* _Required work_
Return all of the material, keeping each line exactly as it is.

* _Material supplied_

*-*-*

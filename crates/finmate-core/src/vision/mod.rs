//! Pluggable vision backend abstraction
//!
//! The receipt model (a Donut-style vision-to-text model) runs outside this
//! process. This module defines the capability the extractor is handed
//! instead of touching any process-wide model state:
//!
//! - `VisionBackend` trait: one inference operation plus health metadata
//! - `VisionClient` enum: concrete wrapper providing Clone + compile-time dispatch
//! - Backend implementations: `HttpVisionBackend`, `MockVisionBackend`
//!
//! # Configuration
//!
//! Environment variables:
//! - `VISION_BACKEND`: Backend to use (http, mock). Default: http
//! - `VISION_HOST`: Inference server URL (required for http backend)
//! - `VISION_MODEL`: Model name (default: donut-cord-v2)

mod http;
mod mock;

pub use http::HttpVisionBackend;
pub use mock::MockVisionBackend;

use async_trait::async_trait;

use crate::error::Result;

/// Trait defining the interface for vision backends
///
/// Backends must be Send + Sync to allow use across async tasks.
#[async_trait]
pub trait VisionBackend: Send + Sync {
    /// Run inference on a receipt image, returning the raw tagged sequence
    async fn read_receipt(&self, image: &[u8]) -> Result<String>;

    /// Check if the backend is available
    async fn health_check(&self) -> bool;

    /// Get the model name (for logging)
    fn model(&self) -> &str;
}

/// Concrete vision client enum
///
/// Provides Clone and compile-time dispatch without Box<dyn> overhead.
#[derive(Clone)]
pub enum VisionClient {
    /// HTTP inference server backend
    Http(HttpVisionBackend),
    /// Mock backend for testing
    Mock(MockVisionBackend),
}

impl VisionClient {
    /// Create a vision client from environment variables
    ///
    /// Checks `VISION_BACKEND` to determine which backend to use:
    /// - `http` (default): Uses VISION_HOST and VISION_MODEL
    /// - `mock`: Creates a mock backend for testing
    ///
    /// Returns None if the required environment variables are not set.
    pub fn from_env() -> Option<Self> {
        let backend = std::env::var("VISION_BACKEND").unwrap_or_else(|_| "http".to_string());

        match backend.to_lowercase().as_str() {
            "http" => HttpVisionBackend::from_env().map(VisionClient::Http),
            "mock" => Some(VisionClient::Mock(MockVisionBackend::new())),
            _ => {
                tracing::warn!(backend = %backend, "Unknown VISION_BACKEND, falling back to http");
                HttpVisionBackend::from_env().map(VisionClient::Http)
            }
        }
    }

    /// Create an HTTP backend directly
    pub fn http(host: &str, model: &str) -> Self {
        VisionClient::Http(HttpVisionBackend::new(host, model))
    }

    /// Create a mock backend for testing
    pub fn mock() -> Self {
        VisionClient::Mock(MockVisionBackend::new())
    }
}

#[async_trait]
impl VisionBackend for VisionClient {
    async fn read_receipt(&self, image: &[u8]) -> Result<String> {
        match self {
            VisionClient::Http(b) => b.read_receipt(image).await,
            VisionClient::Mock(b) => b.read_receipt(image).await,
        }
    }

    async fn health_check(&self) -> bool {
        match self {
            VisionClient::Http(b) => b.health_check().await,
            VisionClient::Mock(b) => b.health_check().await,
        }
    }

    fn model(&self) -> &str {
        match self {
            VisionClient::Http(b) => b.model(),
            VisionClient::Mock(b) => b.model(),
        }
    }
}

*-*-*

* _Reply_
filename crates/finmate-core/src/vision/mod.rs
//! Pluggable vision backend abstraction
//!
//! The receipt model (a Donut-style vision-to-text model) runs outside this
//! process. This module defines the capability the extractor is handed
//! instead of touching any process-wide model state:
//!
//! - `VisionBackend` trait: one inference operation plus health metadata
//! - `VisionClient` enum: concrete wrapper providing Clone + compile-time dispatch
//! - Backend implementations: `HttpVisionBackend`, `MockVisionBackend`
//!
//! # Configuration
//!
//! Environment variables:
//! - `VISION_BACKEND`: Backend to use (http, mock). Default: http
//! - `VISION_HOST`: Inference server URL (required for http backend)
//! - `VISION_MODEL`: Model name (default: donut-cord-v2)

mod http;
mod mock;

pub use http::HttpVisionBackend;
pub use mock::MockVisionBackend;

use async_trait::async_trait;

use crate::error::Result;

/// Trait defining the interface for vision backends
///
/// Backends must be Send + Sync to allow use across async tasks.
#[async_trait]
pub trait VisionBackend: Send + Sync {
    /// Run inference on a receipt image, returning the raw tagged sequence
    async fn read_receipt(&self, image: &[u8]) -> Result<String>;

    /// Check if the backend is available
    async fn health_check(&self) -> bool;

    /// Get the model name (for logging)
    fn model(&self) -> &str;
}

/// Concrete vision client enum
///
/// Provides Clone and compile-time dispatch without Box<dyn> overhead.
#[derive(Clone)]
pub enum VisionClient {
    /// HTTP inference server backend
    Http(HttpVisionBackend),
    /// Mock backend for testing
    Mock(MockVisionBackend),
}

impl VisionClient {
    /// Create a vision client from environment variables
    ///
    /// Checks `VISION_BACKEND` to determine which backend to use:
    /// - `http` (default): Uses VISION_HOST and VISION_MODEL
    /// - `mock`: Creates a mock backend for testing
    ///
    /// Returns None if the required environment variables are not set.
    pub fn from_env() -> Option<Self> {
        let backend = std::env::var("VISION_BACKEND").unwrap_or_else(|_| "http".to_string());

        match backend.to_lowercase().as_str() {
            "http" => HttpVisionBackend::from_env().map(VisionClient::Http),
            "mock" => Some(VisionClient::Mock(MockVisionBackend::new())),
            _ => {
                tracing::warn!(backend = %backend, "Unknown VISION_BACKEND, falling back to http");
                HttpVisionBackend::from_env().map(VisionClient::Http)
            }
        }
    }

    /// Create an HTTP backend directly
    pub fn http(host: &str, model: &str) -> Self {
        VisionClient::Http(HttpVisionBackend::new(host, model))
    }

    /// Create a mock backend for testing
    pub fn mock() -> Self {
        VisionClient::Mock(MockVisionBackend::new())
    }
}

#[async_trait]
impl VisionBackend for VisionClient {
    async fn read_receipt(&self, image: &[u8]) -> Result<String> {
        match self {
            VisionClient::Http(b) => b.read_receipt(image).await,
            VisionClient::Mock(b) => b.read_receipt(image).await,
        }
    }

    async fn health_check(&self) -> bool {
        match self {
            VisionClient::Http(b) => b.health_check().await,
            VisionClient::Mock(b) => b.health_check().await,
        }
    }

    fn model(&self) -> &str {
        match self {
            VisionClient::Http(b) => b.model(),
            VisionClient::Mock(b) => b.model(),
        }
    }
}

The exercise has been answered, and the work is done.